Donazione tra coniugi in regime di comunione dei beni: come funziona?
Quello della donazione tra coniugi in regime di comunione dei beni è un tema giuridico delicato, poiché coinvolge sia la gestione del patrimonio familiare che determina delle precise conseguenze legali. Infatti, nonostante la comunione stretta fra i partner, il bene donato resta di proprietà esclusiva della parte che lo riceve. Ma come funziona questa particolare forma di donazione e in che modo può essere formalizzata
Come funziona la donazione al coniuge in comunione dei beni
La donazione tra coniugi in regime di comunione dei beni è un atto giuridico, attraverso il quale una delle parti trasferisce all’altra un diritto – come la proprietà di un bene, ad esempio un immobile – in modo esclusivo. Sebbene la comunione dei beni, regolata dagli articoli 177-179 del Codice Civile, implichi che i beni acquistati durante il matrimonio appartengano generalmente in egual misura ai coniugi, salvo le eccezioni previste, la donazione rappresenta un caso particolare
Come posso donare il 50% di un immobile al mio coniuge
Ma cosa succede se, anziché voler trasferire completamente la proprietà di un bene – ad esempio, un immobile -, i coniugi volessero procedere solo con una porzione dello stesso? Ad esempio, come avviene la donazione al 50% di un immobile tra moglie e marito?

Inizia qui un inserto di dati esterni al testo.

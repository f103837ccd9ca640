//! # Warden Core - Permission Resolution Engine
//!
//! Decides whether an authority may perform a named ability against an
//! optional target entity, optionally restricted to another entity.
//! Permissions may be granted to an authority directly, to a role, or to
//! everyone, and may be explicitly forbidden; a forbid always wins.
//!
//! The engine resolves a check by compiling the `(ability, target)` pair
//! into a ranked set of candidate identifiers, fetching the authority's
//! forbidden and allowed ability sets from the permission store, and
//! matching by set membership. [`CachedClipboard`] memoizes the fetched
//! sets per authority with explicit invalidation.

use thiserror::Error;

pub mod cached;
pub mod clipboard;
pub mod concerns;
pub mod conductors;
pub mod identifier;

pub use cached::CachedClipboard;
pub use clipboard::{
    CheckOutcome, Clipboard, DirectClipboard, NoOwnership, OwnershipFn, OwnershipResolver,
    RoleCheckOp,
};
pub use concerns::{AsEntity, CanCheckAbility, HasRoles};
pub use conductors::{
    AbilityGrant, AssignsRoles, ChecksRoles, GivesAbilities, Grantee, LazyAssignment,
    LazyRetraction, RemovesAbilities, RemovesRoles,
};
pub use identifier::compile_identifiers;

#[derive(Debug, Error)]
pub enum CheckError {
    /// A role reference is malformed (blank name). Fails fast, not retried.
    #[error("invalid role identifier: {0}")]
    InvalidIdentifier(String),

    /// Backend failure from the permission store or cache store, propagated
    /// unchanged. Never interpreted as "access denied".
    #[error("store error: {0}")]
    Store(#[from] warden_types::StoreError),
}

pub type Result<T> = std::result::Result<T, CheckError>;
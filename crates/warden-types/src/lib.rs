//! # Warden Types
//!
//! Shared type definitions for the Warden authorization engine.
//!
//! This crate provides all core types used across the Warden workspace,
//! ensuring a single source of truth and preventing circular dependencies.

use std::collections::HashMap;

use serde::{Deserialize, Serialize};
use thiserror::Error;

pub mod restriction;

// ============================================================================
// Core Domain Types
// ============================================================================

/// A polymorphic entity identity: a morph type tag plus an optional key.
///
/// An entity with `id: None` stands for a non-persisted instance and doubles
/// as the "any instance of this type" placeholder in restriction contexts.
#[derive(Debug, Clone, PartialEq, Eq, Hash, Serialize, Deserialize)]
pub struct Entity {
    pub kind: String,
    pub id: Option<u64>,
}

impl Entity {
    pub fn new(kind: impl Into<String>, id: u64) -> Self {
        Self { kind: kind.into(), id: Some(id) }
    }

    /// An unsaved instance / bare type placeholder.
    pub fn unsaved(kind: impl Into<String>) -> Self {
        Self { kind: kind.into(), id: None }
    }

    pub fn is_saved(&self) -> bool {
        self.id.is_some()
    }
}

/// The object of an ability check.
///
/// `All` is the `"*"` wildcard marker: the ability applies to entities of
/// every type. A concrete target carries the entity's type and, when
/// persisted, its key.
#[derive(Debug, Clone, PartialEq, Eq, Serialize, Deserialize)]
pub enum Target {
    All,
    Entity(Entity),
}

impl From<Entity> for Target {
    fn from(entity: Entity) -> Self {
        Target::Entity(entity)
    }
}

/// A named bundle of abilities assignable to authorities.
#[derive(Debug, Clone, PartialEq, Eq, Serialize, Deserialize)]
pub struct Role {
    pub id: u64,
    pub name: String,
}

impl Role {
    /// The morph type under which roles appear as permission grantees.
    pub const MORPH: &'static str = "roles";

    pub fn new(id: u64, name: impl Into<String>) -> Self {
        Self { id, name: name.into() }
    }

    pub fn entity(&self) -> Entity {
        Entity::new(Self::MORPH, self.id)
    }
}

/// A capability, optionally scoped to an entity type or a specific instance.
///
/// `name` alone is a simple/global ability; adding `entity_type` applies it
/// to all instances of that type; adding `entity_id` narrows it to one
/// instance. Both `name` and `entity_type` accept the `"*"` wildcard.
#[derive(Debug, Clone, PartialEq, Eq, Serialize, Deserialize)]
pub struct Ability {
    pub id: u64,
    pub name: String,
    pub entity_type: Option<String>,
    pub entity_id: Option<u64>,
    /// Restricts the grant to targets owned by the authority.
    pub only_owned: bool,
}

impl Ability {
    pub fn simple(id: u64, name: impl Into<String>) -> Self {
        Self { id, name: name.into(), entity_type: None, entity_id: None, only_owned: false }
    }

    pub fn for_type(id: u64, name: impl Into<String>, entity_type: impl Into<String>) -> Self {
        Self {
            id,
            name: name.into(),
            entity_type: Some(entity_type.into()),
            entity_id: None,
            only_owned: false,
        }
    }

    pub fn for_entity(id: u64, name: impl Into<String>, entity: &Entity) -> Self {
        Self {
            id,
            name: name.into(),
            entity_type: Some(entity.kind.clone()),
            entity_id: entity.id,
            only_owned: false,
        }
    }

    pub fn owned_only(mut self) -> Self {
        self.only_owned = true;
        self
    }

    /// The lowercase identifier this ability is matched under:
    /// `name[-entity_type[-entity_id]][-owned]`.
    pub fn identifier(&self) -> String {
        let mut identifier = self.name.clone();

        if let Some(entity_type) = &self.entity_type {
            identifier.push('-');
            identifier.push_str(entity_type);

            if let Some(entity_id) = self.entity_id {
                identifier.push('-');
                identifier.push_str(&entity_id.to_string());
            }
        }

        if self.only_owned {
            identifier.push_str("-owned");
        }

        identifier.to_lowercase()
    }
}

/// A grant or forbid of one ability to one grantee.
///
/// `grantee: None` means the permission applies to everyone. Role grantees
/// are entities under the [`Role::MORPH`] type.
#[derive(Debug, Clone, PartialEq, Eq, Serialize, Deserialize)]
pub struct Permission {
    pub ability_id: u64,
    pub grantee: Option<Entity>,
    pub forbidden: bool,
}

/// A role-to-authority assignment row, optionally scoped by a restriction.
///
/// Both restriction columns null = global assignment; type set with a null
/// id = the role applies for any instance of that type; both set = the role
/// applies only for that one instance.
#[derive(Debug, Clone, PartialEq, Eq, Serialize, Deserialize)]
pub struct Assignment {
    pub role_id: u64,
    pub entity_type: String,
    pub entity_id: u64,
    pub restricted_to_type: Option<String>,
    pub restricted_to_id: Option<u64>,
    pub scope: Option<String>,
}

impl Assignment {
    /// The composite identity of this row, used for duplicate detection and
    /// targeted deletion.
    pub fn key(&self) -> AssignmentKey {
        AssignmentKey {
            role_id: self.role_id,
            entity_type: self.entity_type.clone(),
            entity_id: self.entity_id,
            restricted_to_type: self.restricted_to_type.clone(),
            restricted_to_id: self.restricted_to_id,
            scope: self.scope.clone(),
        }
    }
}

/// Structured composite key identifying an [`Assignment`] row.
///
/// Field-wise equality, not string concatenation, so adjacent numeric ids
/// cannot collide (`1` + `23` vs `12` + `3`).
#[derive(Debug, Clone, PartialEq, Eq, Hash, Serialize, Deserialize)]
pub struct AssignmentKey {
    pub role_id: u64,
    pub entity_type: String,
    pub entity_id: u64,
    pub restricted_to_type: Option<String>,
    pub restricted_to_id: Option<u64>,
    pub scope: Option<String>,
}

/// A role referenced by name, numeric id, or model.
#[derive(Debug, Clone, PartialEq, Eq)]
pub enum RoleRef {
    Name(String),
    Id(u64),
    Model(Role),
}

impl From<&str> for RoleRef {
    fn from(name: &str) -> Self {
        RoleRef::Name(name.to_string())
    }
}

impl From<String> for RoleRef {
    fn from(name: String) -> Self {
        RoleRef::Name(name)
    }
}

impl From<u64> for RoleRef {
    fn from(id: u64) -> Self {
        RoleRef::Id(id)
    }
}

impl From<Role> for RoleRef {
    fn from(role: Role) -> Self {
        RoleRef::Model(role)
    }
}

/// Bidirectional id/name mapping over an authority's roles.
#[derive(Debug, Clone, Default, PartialEq, Eq, Serialize, Deserialize)]
pub struct RolesLookup {
    by_id: HashMap<u64, String>,
    by_name: HashMap<String, u64>,
}

impl RolesLookup {
    pub fn from_roles(roles: impl IntoIterator<Item = Role>) -> Self {
        let mut lookup = Self::default();
        for role in roles {
            lookup.insert(role);
        }
        lookup
    }

    pub fn insert(&mut self, role: Role) {
        self.by_id.insert(role.id, role.name.clone());
        self.by_name.insert(role.name, role.id);
    }

    pub fn contains_id(&self, id: u64) -> bool {
        self.by_id.contains_key(&id)
    }

    pub fn contains_name(&self, name: &str) -> bool {
        self.by_name.contains_key(name)
    }

    /// Role names, sorted for deterministic listings.
    pub fn names(&self) -> Vec<String> {
        let mut names: Vec<_> = self.by_name.keys().cloned().collect();
        names.sort();
        names
    }

    pub fn len(&self) -> usize {
        self.by_id.len()
    }

    pub fn is_empty(&self) -> bool {
        self.by_id.is_empty()
    }
}

// ============================================================================
// Scope
// ============================================================================

/// A namespace isolating cache and assignment data per tenant or environment.
#[derive(Debug, Clone, Default, PartialEq, Eq, Serialize, Deserialize)]
pub struct Scope {
    name: Option<String>,
}

impl Scope {
    pub fn named(name: impl Into<String>) -> Self {
        Self { name: Some(name.into()) }
    }

    /// Append the scope to a base cache tag.
    pub fn tag(&self, base: &str) -> String {
        match &self.name {
            Some(name) => format!("{base}-{name}"),
            None => base.to_string(),
        }
    }

    /// The value stamped on new assignment rows.
    pub fn attach(&self) -> Option<String> {
        self.name.clone()
    }
}

// ============================================================================
// Error Types
// ============================================================================

#[derive(Debug, Error)]
pub enum StoreError {
    /// Backend I/O failure. Propagated unchanged to the caller; a backend
    /// outage must never read as "access denied".
    #[error("backend error: {0}")]
    Backend(String),

    #[error("serialization error: {0}")]
    Serialization(#[from] serde_json::Error),

    #[error("internal error: {0}")]
    Internal(String),
}

pub type StoreResult<T> = std::result::Result<T, StoreError>;
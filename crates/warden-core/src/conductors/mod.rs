//! Conductors mutating the role/ability relations.
//!
//! Each conductor is idempotent against existing rows and restriction-
//! aware. Deferred application is an explicit two-phase builder with a
//! terminal `apply()`; nothing commits implicitly.

mod abilities;
mod assigns_roles;
mod checks_roles;
mod lazy;
mod removes_roles;

pub use abilities::{AbilityGrant, GivesAbilities, Grantee, RemovesAbilities};
pub use assigns_roles::AssignsRoles;
pub use checks_roles::ChecksRoles;
pub use lazy::{LazyAssignment, LazyRetraction};
pub use removes_roles::RemovesRoles;

use warden_types::{Entity, RoleRef};

use crate::{CheckError, Result};

/// Split role references into names (to look up or create) and known ids.
/// Blank names fail fast.
fn partition_role_refs(roles: &[RoleRef]) -> Result<(Vec<String>, Vec<u64>)> {
    let mut names = Vec::new();
    let mut ids = Vec::new();

    for role in roles {
        match role {
            RoleRef::Name(name) => {
                if name.trim().is_empty() {
                    return Err(CheckError::InvalidIdentifier(
                        "role name must not be blank".to_string(),
                    ));
                }
                names.push(name.clone());
            }
            RoleRef::Id(id) => ids.push(*id),
            RoleRef::Model(role) => ids.push(role.id),
        }
    }

    Ok((names, ids))
}

/// Group persisted authorities by morph type, preserving encounter order.
fn group_authorities(authorities: &[Entity]) -> Vec<(String, Vec<u64>)> {
    let mut groups: Vec<(String, Vec<u64>)> = Vec::new();

    for authority in authorities {
        let Some(id) = authority.id else {
            continue;
        };

        match groups.iter_mut().find(|(kind, _)| *kind == authority.kind) {
            Some((_, ids)) => ids.push(id),
            None => groups.push((authority.kind.clone(), vec![id])),
        }
    }

    groups
}
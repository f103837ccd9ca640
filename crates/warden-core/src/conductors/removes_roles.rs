//! Role retraction conductor.

use std::sync::Arc;

use tracing::{debug, instrument};

use warden_store::PermissionStore;
use warden_types::{AssignmentKey, Entity, RoleRef, Scope, restriction};

use crate::Result;
use crate::conductors::lazy::LazyRetraction;
use crate::conductors::{group_authorities, partition_role_refs};

/// Retracts roles from authorities.
///
/// Role models and ids contribute directly; names are looked up, and names
/// that do not exist resolve to nothing. Retracting an unknown role is a
/// no-op, never an error.
pub struct RemovesRoles {
    store: Arc<dyn PermissionStore>,
    scope: Scope,
    roles: Vec<RoleRef>,
}

impl RemovesRoles {
    pub fn new(store: Arc<dyn PermissionStore>, roles: Vec<RoleRef>) -> Self {
        Self::scoped(store, Scope::default(), roles)
    }

    pub fn scoped(store: Arc<dyn PermissionStore>, scope: Scope, roles: Vec<RoleRef>) -> Self {
        Self { store, scope, roles }
    }

    /// Retract from every authority, for every restriction (none = the
    /// global assignment).
    #[instrument(skip_all, fields(authorities = authorities.len()))]
    pub async fn from(&self, authorities: &[Entity], restrictions: &[Entity]) -> Result<()> {
        let role_ids = self.existing_role_ids().await?;
        if role_ids.is_empty() {
            return Ok(());
        }

        let mut keys = Vec::new();
        for (entity_type, entity_ids) in group_authorities(authorities) {
            for &role_id in &role_ids {
                for &entity_id in &entity_ids {
                    if restrictions.is_empty() {
                        keys.push(self.detach_key(role_id, &entity_type, entity_id, None));
                    } else {
                        for entity in restrictions {
                            keys.push(self.detach_key(
                                role_id,
                                &entity_type,
                                entity_id,
                                Some(entity),
                            ));
                        }
                    }
                }
            }
        }

        let removed = self.store.delete_assignments(&keys).await?;
        debug!(removed, "retracted role assignments");

        Ok(())
    }

    /// Begin a deferred retraction for a single authority. Nothing is
    /// deleted until [`LazyRetraction::apply`] runs.
    pub fn from_authority(self, authority: Entity) -> LazyRetraction {
        LazyRetraction::new(self, authority)
    }

    async fn existing_role_ids(&self) -> Result<Vec<u64>> {
        let (names, mut ids) = partition_role_refs(&self.roles)?;

        if !names.is_empty() {
            let found = self.store.find_roles_by_name(&names).await?;
            ids.extend(found.iter().map(|role| role.id));
        }

        Ok(ids)
    }

    fn detach_key(
        &self,
        role_id: u64,
        entity_type: &str,
        entity_id: u64,
        restriction_entity: Option<&Entity>,
    ) -> AssignmentKey {
        let (restricted_to_type, restricted_to_id) =
            restriction::attach_attributes(restriction_entity);

        AssignmentKey {
            role_id,
            entity_type: entity_type.to_string(),
            entity_id,
            restricted_to_type,
            restricted_to_id,
            scope: self.scope.attach(),
        }
    }
}
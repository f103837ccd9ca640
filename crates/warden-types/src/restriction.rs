//! Restriction matching predicates.
//!
//! A restriction narrows a role assignment to a context entity: both
//! restriction columns null = global assignment, type set with a null id =
//! applies for any instance of that type, both set = applies for one
//! instance. Matching is exclusive: a global assignment never satisfies a
//! restricted check, and vice versa.

use crate::{Assignment, Entity};

/// Whether an assignment row satisfies a single restriction.
///
/// `None` selects global rows only. A restriction entity selects rows of the
/// same restriction type whose id column equals the entity's key, or is
/// null when the entity is a bare type placeholder.
pub fn matches(assignment: &Assignment, restriction: Option<&Entity>) -> bool {
    match restriction {
        None => {
            assignment.restricted_to_type.is_none() && assignment.restricted_to_id.is_none()
        }
        Some(entity) => {
            assignment.restricted_to_type.as_deref() == Some(entity.kind.as_str())
                && assignment.restricted_to_id == entity.id
        }
    }
}

/// Whether an assignment row satisfies any of several restrictions.
///
/// The multi-restriction form is an inclusive union, broader than
/// [`matches`]: the row's restriction type must be among the requested
/// types, and its id column must be null or among the requested ids. An
/// empty restriction list selects global rows only.
pub fn matches_any(assignment: &Assignment, restrictions: &[Entity]) -> bool {
    if restrictions.is_empty() {
        return assignment.restricted_to_type.is_none() && assignment.restricted_to_id.is_none();
    }

    let Some(row_type) = assignment.restricted_to_type.as_deref() else {
        return false;
    };

    let type_matches = restrictions.iter().any(|entity| entity.kind == row_type);
    let id_matches = match assignment.restricted_to_id {
        None => true,
        Some(id) => restrictions.iter().any(|entity| entity.id == Some(id)),
    };

    type_matches && id_matches
}

/// The restriction column values to persist on a new assignment row.
pub fn attach_attributes(restriction: Option<&Entity>) -> (Option<String>, Option<u64>) {
    match restriction {
        None => (None, None),
        Some(entity) => (Some(entity.kind.clone()), entity.id),
    }
}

In linea generale, questa tipologia di donazione è possibile quando il coniuge:
- possiede delle quote esclusive sull’immobile, come quelle acquisite prima del matrimonio o tramite eredità;
- purché non influiscano sulla comunione dei beni.
Affinché l’atto sia valido, sarà indispensabile:
- fornire tutta la documentazione necessaria al notaio, come la documentazione relativa all’immobile, l’atto di provenienza – ad esempio, l’atto d’acquisto o di successione – i certificati catastali e la planimetria. Questo perché il notaio deve verificare che l’immobile non sia gravato da ipoteche, pignoramenti o altri vincoli;
- procedere all’accettazione da parte del donatario, in base all’articolo 769 del Codice Civile, che richiede l’esplicita volontà del ricevente. L’accettazione è contestuale alla stipula dell’atto notarile;
- registrare l’atto presso l’Agenzia delle Entrate e trascriverlo nei registri immobiliari, affinché sia opponibile a terzi;
- corrispondere l’imposta di donazione, calcolata in base al valore del bene e al grado di parentela, con una franchigia di esenzione fino a un milione di euro per i coniugi, come previsto dal D.Lgs. 346/1990. Sono inoltre dovute le imposte ipotecarie e catastali in misura fissa
Cosa non rientra nella comunione dei beni
Sono esclusi dalla comunione i beni:
- posseduti prima del matrimonio, indipendentemente si tratti di beni mobili o immobili;
- ricevuti in donazione dopo il matrimonio, come già specificato;
- ricevuti in eredità, salvo che il testatore abbia espressamente disposto la loro inclusione nella comunione;
- a uso strettamente personale, quali capi d’abbigliamento, gioielli, strumenti di lavoro;
- ottenuti a titolo di risarcimento dei danni, sia fisici che morali;
- acquistati con il ricavato di beni personali, già esclusi dalla comunione.
Perché è sconsigliata la donazione di una casa
Prima di procedere alla donazione tra coniugi, è infine utile prendere in considerazioni le ragioni che potrebbero rendere questo trasferimento sconsigliato. Infatti, bisogna valutarne attentamente le implicazioni giuridiche, fiscali e pratiche. In particolare:
- la donazione può essere revocata, ai sensi dell’articolo 803 del Codice Civile, per ingratitudine o per sopravvivenza di figli, pur trattandosi di casistiche rare tra i coniugi;
- la donazione può essere contestata da legittimari, come i figli o gli eredi, se ritengono sia stata violata la loro quota di legittima, in base all’articolo 557 del Codice Civile;
- gli immobili donati sono spesso più difficili da vendere sul mercato immobiliare, perché i potenziali acquirenti temono future azioni di riduzione da parte degli eredi legittimi;
- possono sorgere complicazioni in caso di separazione o divorzio, poiché allo scioglimento della comunione dei beni, la presenza di un immobile donato potrebbe rendere più difficoltosa la divisione patrimoniale, soprattutto se non adeguatamente documentato.